Por lo pronto, se encuentra en proceso de revisión. Los errores encontrados en su redacción, por ejemplo, en la cantidad de regidores que constitucionalmente tendrían que incrementarse en más de 800 municipios donde actualmente son menos de siete. Eso incrementaría el costo del sostenimiento del cabildo en lugar de disminuirlo, que se supone es el espíritu de la reforma. Tratarán de arreglarlo modificando un artículo transitorio. Ya ni hablar de la intromisión federal en la soberanía y autonomía de las entidades federativas, que de plano ha sido minimizada.
El Verde parece ya haber doblado las manos y estar dispuesto a someterse a la voluntad de su aliado, aunque de fondo y a la larga vaya en contra de sus propios intereses. No así el PT, que se ha sostenido reticente a aceptar se lleve a cabo la mal llamada “Revocación de Mandato” el mismo día de las elecciones intermedias. Ya cayeron en la cuenta de que, esa sola acción, facilitaría la continuidad en la consolidación de la hegemonía morenista, en detrimento de la pluralidad democrática, que terminaría excluyéndolos incluso a ellos, con todo y ser aliados de Morena.

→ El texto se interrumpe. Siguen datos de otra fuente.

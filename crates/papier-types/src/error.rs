//! Error types for the papier engine.
//!
//! All crates return `PapierResult<T>` from fallible operations.
//! Queries that can legitimately find nothing return `Option` instead;
//! "no contour here" is an expected condition, not an error.

use thiserror::Error;

/// Unified error type for the papier engine.
#[derive(Debug, Error)]
pub enum PapierError {
    /// The raw parent links handed over by the extraction step are
    /// malformed: a cycle, or a parent index pointing outside the frame.
    /// Raised only by tree construction; the caller is expected to keep
    /// the previous frame's tree and carry on.
    #[error("Invalid contour hierarchy at index {index}: {reason}")]
    InvalidHierarchy { index: usize, reason: String },

    /// A polygon in the frame input is unusable (too few points,
    /// non-finite coordinates).
    #[error("Invalid polygon: {0}")]
    InvalidPolygon(String),

    /// Frame-level input is inconsistent (bad disk radius, etc.).
    #[error("Invalid frame: {0}")]
    InvalidFrame(String),

    /// I/O operation failed.
    #[error("I/O error: {0}")]
    Io(#[from] std::io::Error),

    /// Serialization/deserialization failure.
    #[error("Serialization error: {0}")]
    Serialization(String),
}

/// Convenience alias for `Result<T, PapierError>`.
pub type PapierResult<T> = Result<T, PapierError>;
//! Frame input validation.
//!
//! Validates a frame before the tree build receives it, catching
//! data-level errors early with clear diagnostics. The tree build itself
//! still guards the hierarchy invariants; this layer is about giving
//! recorded-frame tooling useful messages.

use papier_types::{PapierError, PapierResult};

use crate::contract::FrameInput;

/// Validates a complete frame input.
///
/// Checks:
/// - Every polygon has at least 3 points and finite coordinates
/// - Parent indices are in range
/// - Disk radii are positive and centers finite
pub fn validate_frame(input: &FrameInput) -> PapierResult<()> {
    let n = input.contours.len();

    for (i, rc) in input.contours.iter().enumerate() {
        if rc.polygon.len() < 3 {
            return Err(PapierError::InvalidPolygon(format!(
                "contour {} has {} points, need at least 3",
                i,
                rc.polygon.len()
            )));
        }
        for (j, p) in rc.polygon.points.iter().enumerate() {
            if !p.x.is_finite() || !p.y.is_finite() {
                return Err(PapierError::InvalidPolygon(format!(
                    "contour {i} point {j} is not finite"
                )));
            }
        }
        if let Some(parent) = rc.parent {
            if parent as usize >= n {
                return Err(PapierError::InvalidFrame(format!(
                    "contour {i} parent index {parent} out of range ({n} contours)"
                )));
            }
        }
    }

    for (i, d) in input.disks.iter().enumerate() {
        if !(d.radius > 0.0) {
            return Err(PapierError::InvalidFrame(format!(
                "disk {} radius must be positive, got {}",
                i, d.radius
            )));
        }
        if !d.center.x.is_finite() || !d.center.y.is_finite() {
            return Err(PapierError::InvalidFrame(format!(
                "disk {i} center is not finite"
            )));
        }
    }

    Ok(())
}
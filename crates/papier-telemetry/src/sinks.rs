//! Pluggable event sinks.
//!
//! Sinks consume events from the bus and process them (collect in memory,
//! log via `tracing`, forward elsewhere).

use crate::events::FrameEvent;

/// Trait for event consumers.
///
/// Implement this to create custom telemetry outputs.
pub trait EventSink: Send {
    /// Process a single event.
    fn handle(&mut self, event: &FrameEvent);

    /// Called when the session ends. Flush buffers, close files, etc.
    fn finalize(&mut self) {}

    /// Returns a human-readable name for this sink.
    fn name(&self) -> &str;
}

/// A simple sink that collects events into a `Vec` for testing and
/// inspection.
pub struct VecSink {
    /// Collected events.
    pub events: Vec<FrameEvent>,
}

impl VecSink {
    /// Creates an empty vec sink.
    pub fn new() -> Self {
        Self { events: Vec::new() }
    }
}

impl Default for VecSink {
    fn default() -> Self {
        Self::new()
    }
}

impl EventSink for VecSink {
    fn handle(&mut self, event: &FrameEvent) {
        self.events.push(event.clone());
    }

    fn name(&self) -> &str {
        "vec_sink"
    }
}

/// A sink that logs events using the `tracing` crate.
pub struct TracingSink {
    _level: tracing::Level,
}

impl TracingSink {
    /// Creates a new tracing sink at the given log level.
    pub fn new(level: tracing::Level) -> Self {
        Self { _level: level }
    }
}

impl EventSink for TracingSink {
    fn handle(&mut self, event: &FrameEvent) {
        tracing::info!(
            frame = event.frame,
            event = ?event.kind,
            "frame_event"
        );
    }

    fn name(&self) -> &str {
        "tracing_sink"
    }
}
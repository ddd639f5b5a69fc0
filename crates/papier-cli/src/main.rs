//! Papier CLI — frame resolution, inspection, and validation.

use clap::{Parser, Subcommand};

mod commands;

#[derive(Parser)]
#[command(name = "papier")]
#[command(version, about = "Papier — contour topology and collision resolution engine")]
struct Cli {
    #[command(subcommand)]
    command: Commands,
}

#[derive(Subcommand)]
enum Commands {
    /// Resolve a recorded frame: build the contour tree and correct disks.
    Resolve {
        /// Path to frame file (JSON).
        path: String,

        /// Number of settle passes for the disk stage (omit for single-pass).
        #[arg(short, long)]
        settle: Option<u32>,

        /// Output JSON file path (stdout if omitted).
        #[arg(short, long)]
        output: Option<String>,
    },

    /// Inspect a recorded frame: print the contour hierarchy.
    Inspect {
        /// Path to frame file (JSON).
        path: String,
    },

    /// Validate a recorded frame without resolving it.
    Validate {
        /// Path to frame file (JSON).
        path: String,
    },
}

fn main() {
    let cli = Cli::parse();

    let result = match cli.command {
        Commands::Resolve {
            path,
            settle,
            output,
        } => commands::resolve(&path, settle, output.as_deref()),
        Commands::Inspect { path } => commands::inspect(&path),
        Commands::Validate { path } => commands::validate(&path),
    };

    if let Err(e) = result {
        eprintln!("Error: {e}");
        std::process::exit(1);
    }
}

Todo un contrasentido, al margen de si se trata de una cortina de humo para desviar la atención de los ingentes problemas sociales y económicos que no ha resuelto el régimen actual. Presentan la “Revocación de Mandato” como lo que no es. Se trata de un instrumento para que los electores pudieran dar por terminado el mandato de un funcionario electo popularmente, antes de que concluya su periodo, debido a que se le ha perdido mayoritariamente la confianza. La consulta de “Revocación” es, pues, un mecanismo para comprobar si se le ha perdido o no la confianza. No para ratificar su mandato y refrendar su popularidad. Y menos, haciendo campaña junto con elecciones regulares, que tienen fines completamente diferentes.
Y por si eso no basta, si el objetivo de solicitar la “Revocación de Mandato” es que, en este caso la presidenta pudiera ser separada de su cargo, habría que preguntar: ¿Quién va a pedir la “Revocación de Mandato” de Claudia Sheinbaum? ¿Quién va a recolectar los más de tres millones de firmas en al menos 17 estados, que exige la ley para que se lleve a cabo? Pues Morena, pero no para sacar a la presidenta, sino para ponerla en las boletas y en las campañas.

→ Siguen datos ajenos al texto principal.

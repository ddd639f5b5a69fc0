//! Contour tree construction and queries.
//!
//! Nodes are stored in a flat container in input order; parent/child links
//! are typed indices into that container (arena style). The whole structure
//! is rebuilt from scratch every frame and read-only afterwards, so indices
//! stay valid exactly as long as the tree they came from.

use papier_geom::Vec2;
use papier_types::{ContourId, PapierError, PapierResult, Scalar};
use serde::{Deserialize, Serialize};

use crate::contour::{Contour, ContourKind, RawContour};

/// Result of a closest-contour query.
#[derive(Debug, Clone, Copy, PartialEq)]
pub struct ClosestContour {
    /// The winning contour.
    pub id: ContourId,
    /// Closest point on that contour's polyline.
    pub point: Vec2,
    /// Euclidean distance from the query point.
    pub distance: Scalar,
}

/// One frame's worth of contours, hierarchy resolved.
///
/// Created empty, populated once via [`ContourTree::build`], read-only
/// thereafter until replaced next frame by the caller.
#[derive(Debug, Clone, Default, PartialEq, Serialize, Deserialize)]
pub struct ContourTree {
    contours: Vec<Contour>,
}

impl ContourTree {
    /// Builds the tree from the extraction step's raw output.
    ///
    /// For each input polygon: the hole flag is derived from the presence
    /// of a parent link, children are collected in discovery order, depth
    /// is computed by walking parent links to a root, and the bounding
    /// rect is computed from the points.
    ///
    /// Fails only on malformed input — a parent index out of range, or a
    /// cycle in the parent links. On failure the caller is expected to
    /// discard this frame's contours and keep the previous tree.
    pub fn build(raw: Vec<RawContour>) -> PapierResult<Self> {
        let n = raw.len();

        // Validate parent links before touching anything else.
        for (i, rc) in raw.iter().enumerate() {
            if let Some(p) = rc.parent {
                if p as usize >= n {
                    return Err(PapierError::InvalidHierarchy {
                        index: i,
                        reason: format!("parent index {p} out of range ({n} contours)"),
                    });
                }
            }
        }

        // Depth by walking parent links; a walk longer than the container
        // can only mean a cycle.
        let mut depths = vec![0u32; n];
        for i in 0..n {
            let mut depth = 0u32;
            let mut at = i;
            while let Some(p) = raw[at].parent {
                depth += 1;
                if depth as usize > n {
                    return Err(PapierError::InvalidHierarchy {
                        index: i,
                        reason: "cycle in parent links".into(),
                    });
                }
                at = p as usize;
            }
            depths[i] = depth;
        }

        let mut contours: Vec<Contour> = raw
            .iter()
            .enumerate()
            .map(|(i, rc)| Contour {
                bounding_rect: rc.polygon.bounding_rect(),
                polyline: rc.polygon.clone(),
                center: rc.center,
                radius: rc.radius,
                area: rc.area,
                is_hole: rc.parent.is_some(),
                tree_depth: depths[i],
                parent: rc.parent.map(ContourId),
                children: Vec::new(),
            })
            .collect();

        // Children in input (discovery) order.
        for (i, rc) in raw.iter().enumerate() {
            if let Some(p) = rc.parent {
                contours[p as usize].children.push(ContourId(i as u32));
            }
        }

        Ok(Self { contours })
    }

    /// Number of contours in the frame.
    #[inline]
    pub fn len(&self) -> usize {
        self.contours.len()
    }

    /// Returns true if the frame had no contours.
    #[inline]
    pub fn is_empty(&self) -> bool {
        self.contours.is_empty()
    }

    /// The contour at `id`, if in range.
    #[inline]
    pub fn get(&self, id: ContourId) -> Option<&Contour> {
        self.contours.get(id.index())
    }

    /// Iterates contours in container (input) order.
    pub fn iter(&self) -> impl Iterator<Item = &Contour> {
        self.contours.iter()
    }

    /// Iterates `(id, contour)` pairs in container order.
    pub fn iter_with_ids(&self) -> impl Iterator<Item = (ContourId, &Contour)> {
        self.contours
            .iter()
            .enumerate()
            .map(|(i, c)| (ContourId(i as u32), c))
    }

    /// Number of hole contours in the frame.
    pub fn hole_count(&self) -> usize {
        self.contours.iter().filter(|c| c.is_hole).count()
    }

    /// Deepest nesting level present, or 0 for an empty tree.
    pub fn max_depth(&self) -> u32 {
        self.contours.iter().map(|c| c.tree_depth).max().unwrap_or(0)
    }

    /// Closest contour matching `kind` to `point`.
    ///
    /// Linear scan over all matching contours and, within each, all edges;
    /// no spatial index. Strict `<` comparison keeps the first contour in
    /// container order when two are equidistant. Returns `None` when no
    /// contour matches the filter.
    pub fn find_closest_contour(&self, point: Vec2, kind: ContourKind) -> Option<ClosestContour> {
        let mut best: Option<ClosestContour> = None;

        for (id, c) in self.iter_with_ids() {
            if !c.is_kind(kind) {
                continue;
            }
            let Some(hit) = c.polyline.closest_point(point) else {
                continue;
            };
            if best.map_or(true, |b| hit.distance < b.distance) {
                best = Some(ClosestContour {
                    id,
                    point: hit.point,
                    distance: hit.distance,
                });
            }
        }

        best
    }

    /// Deepest contour containing `point`, or `None` if no root contains it.
    ///
    /// Depth-first from each depth-0 root in container order: at a
    /// containing node, the first containing child's (deeper) result wins;
    /// otherwise the node itself is the leaf. A hole nested inside a sheet
    /// is therefore preferred over the sheet when the point lies in the
    /// hole.
    pub fn find_leaf_contour_containing_point(&self, point: Vec2) -> Option<ContourId> {
        for (id, c) in self.iter_with_ids() {
            if c.tree_depth == 0 {
                if let Some(leaf) = self.leaf_search(id, point) {
                    return Some(leaf);
                }
            }
        }
        None
    }

    fn leaf_search(&self, at: ContourId, point: Vec2) -> Option<ContourId> {
        let c = &self.contours[at.index()];
        if !c.contains(point) {
            return None;
        }
        for &child in &c.children {
            if let Some(leaf) = self.leaf_search(child, point) {
                return Some(leaf);
            }
        }
        Some(at)
    }
}

impl std::ops::Index<ContourId> for ContourTree {
    type Output = Contour;

    fn index(&self, id: ContourId) -> &Contour {
        &self.contours[id.index()]
    }
}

Ya el pasado ejercicio de “Revocación de Mandato”, el de Andrés Manuel López Obrador, resultó todo un fracaso. Sus resultados no fueron vinculantes, es decir, de observancia obligatoria, por no haber alcanzado al menos el 40% de participación de las personas inscritas en la lista nominal. En otras palabras, fue un gasto inútil, porque no sirvió ni siquiera para ratificar legalmente el mandato de AMLO.

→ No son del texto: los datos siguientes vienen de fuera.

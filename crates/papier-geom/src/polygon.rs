//! Closed polygon queries.
//!
//! A `Polygon` is an ordered point sequence with an implicit closing edge
//! from the last point back to the first. The two queries the rest of the
//! engine is built on live here: closest point on the polyline, and the
//! even-odd containment test.

use glam::Vec2;
use papier_types::Scalar;
use serde::{Deserialize, Serialize};

use crate::rect::Rect;

/// An ordered sequence of 2D points, implicitly closed.
///
/// Meaningful polygons have at least 3 points; shorter input is rejected
/// by the extraction step before it reaches this crate.
#[derive(Debug, Clone, PartialEq, Default, Serialize, Deserialize)]
pub struct Polygon {
    /// The vertices, in winding order.
    pub points: Vec<Vec2>,
}

/// Result of a closest-point query against a polyline.
#[derive(Debug, Clone, Copy, PartialEq)]
pub struct ClosestPoint {
    /// The nearest point lying on an edge of the polyline.
    pub point: Vec2,
    /// Euclidean distance from the query point.
    pub distance: Scalar,
}

/// Closest point to `p` on the segment `a`–`b` (clamped projection).
pub fn closest_point_on_segment(p: Vec2, a: Vec2, b: Vec2) -> Vec2 {
    let ab = b - a;
    let len_sq = ab.length_squared();
    if len_sq == 0.0 {
        return a;
    }
    let t = ((p - a).dot(ab) / len_sq).clamp(0.0, 1.0);
    a + ab * t
}

impl Polygon {
    /// Creates a polygon from a point list.
    pub fn new(points: Vec<Vec2>) -> Self {
        Self { points }
    }

    /// Number of vertices (equals the number of edges, the closing edge
    /// included).
    #[inline]
    pub fn len(&self) -> usize {
        self.points.len()
    }

    /// Returns true if the polygon has no vertices.
    #[inline]
    pub fn is_empty(&self) -> bool {
        self.points.is_empty()
    }

    /// Axis-aligned bounds of the vertices.
    pub fn bounding_rect(&self) -> Rect {
        Rect::from_points(&self.points)
    }

    /// Closest point on the closed polyline to `p`.
    ///
    /// Scans every edge including the closing one. Comparison is strict
    /// `<`, so when two edges are equidistant the earlier edge in winding
    /// order wins — tie-breaking is deterministic for repeated runs.
    ///
    /// Returns `None` only for an empty polygon.
    pub fn closest_point(&self, p: Vec2) -> Option<ClosestPoint> {
        let n = self.points.len();
        if n == 0 {
            return None;
        }

        let mut best = ClosestPoint {
            point: self.points[0],
            distance: Scalar::INFINITY,
        };

        for i in 0..n {
            let a = self.points[i];
            let b = self.points[(i + 1) % n];
            let x = closest_point_on_segment(p, a, b);
            let d = p.distance(x);
            if d < best.distance {
                best = ClosestPoint {
                    point: x,
                    distance: d,
                };
            }
        }

        Some(best)
    }

    /// Even-odd containment test over the closed polyline.
    ///
    /// A ray is cast in +X from `p`; an odd number of edge crossings means
    /// the point is inside. Points exactly on a horizontal edge follow the
    /// usual half-open convention of the crossing test.
    pub fn contains(&self, p: Vec2) -> bool {
        let n = self.points.len();
        if n < 3 {
            return false;
        }

        let mut inside = false;
        let mut j = n - 1;
        for i in 0..n {
            let a = self.points[i];
            let b = self.points[j];
            if (a.y > p.y) != (b.y > p.y) {
                let x_at_py = a.x + (p.y - a.y) * (b.x - a.x) / (b.y - a.y);
                if p.x < x_at_py {
                    inside = !inside;
                }
            }
            j = i;
        }
        inside
    }
}
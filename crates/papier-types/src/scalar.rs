//! Scalar type alias for the engine.
//!
//! `f32` matches `glam`'s native vector width and is comfortably
//! precise for camera-resolution coordinates. This alias makes it
//! easy to experiment with `f64` if a future input space needs it.

/// The floating-point type used throughout the engine.
pub type Scalar = f32;
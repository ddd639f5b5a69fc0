//! # papier-io
//!
//! Frame input/output contract and validation.
//!
//! Defines the boundary types that external systems (CLI, recorded-frame
//! tooling, the vision collaborator) use to communicate with the papier
//! core, plus pre-build validation with clear diagnostics.

pub mod contract;
pub mod validator;

pub use contract::{FrameInput, FrameOutput};
pub use validator::validate_frame;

Sería como de no creerse, pero si el PT se sostiene y logra que no se apruebe el famoso “Plan B”, estaría salvando algo de lo que queda de la democracia mexicana.
Y PARA INICIADOS:
En el gobierno de Morelos y en la rectoría de la UAEM deberían comprender que el regreso total a clases y actividades presenciales no significaría que los problemas de inseguridad hayan quedado resueltos, ni que las y los estudiantes estén ya conformes. Las clases se reponen, las vidas no. Ojalá que pronto podamos ver sentados a la mesa de diálogo a todos, no para resolver el paro de labores, sino para tomar y avanzar en medidas efectivas y democráticas, que incluyan a todos los sectores universitarios.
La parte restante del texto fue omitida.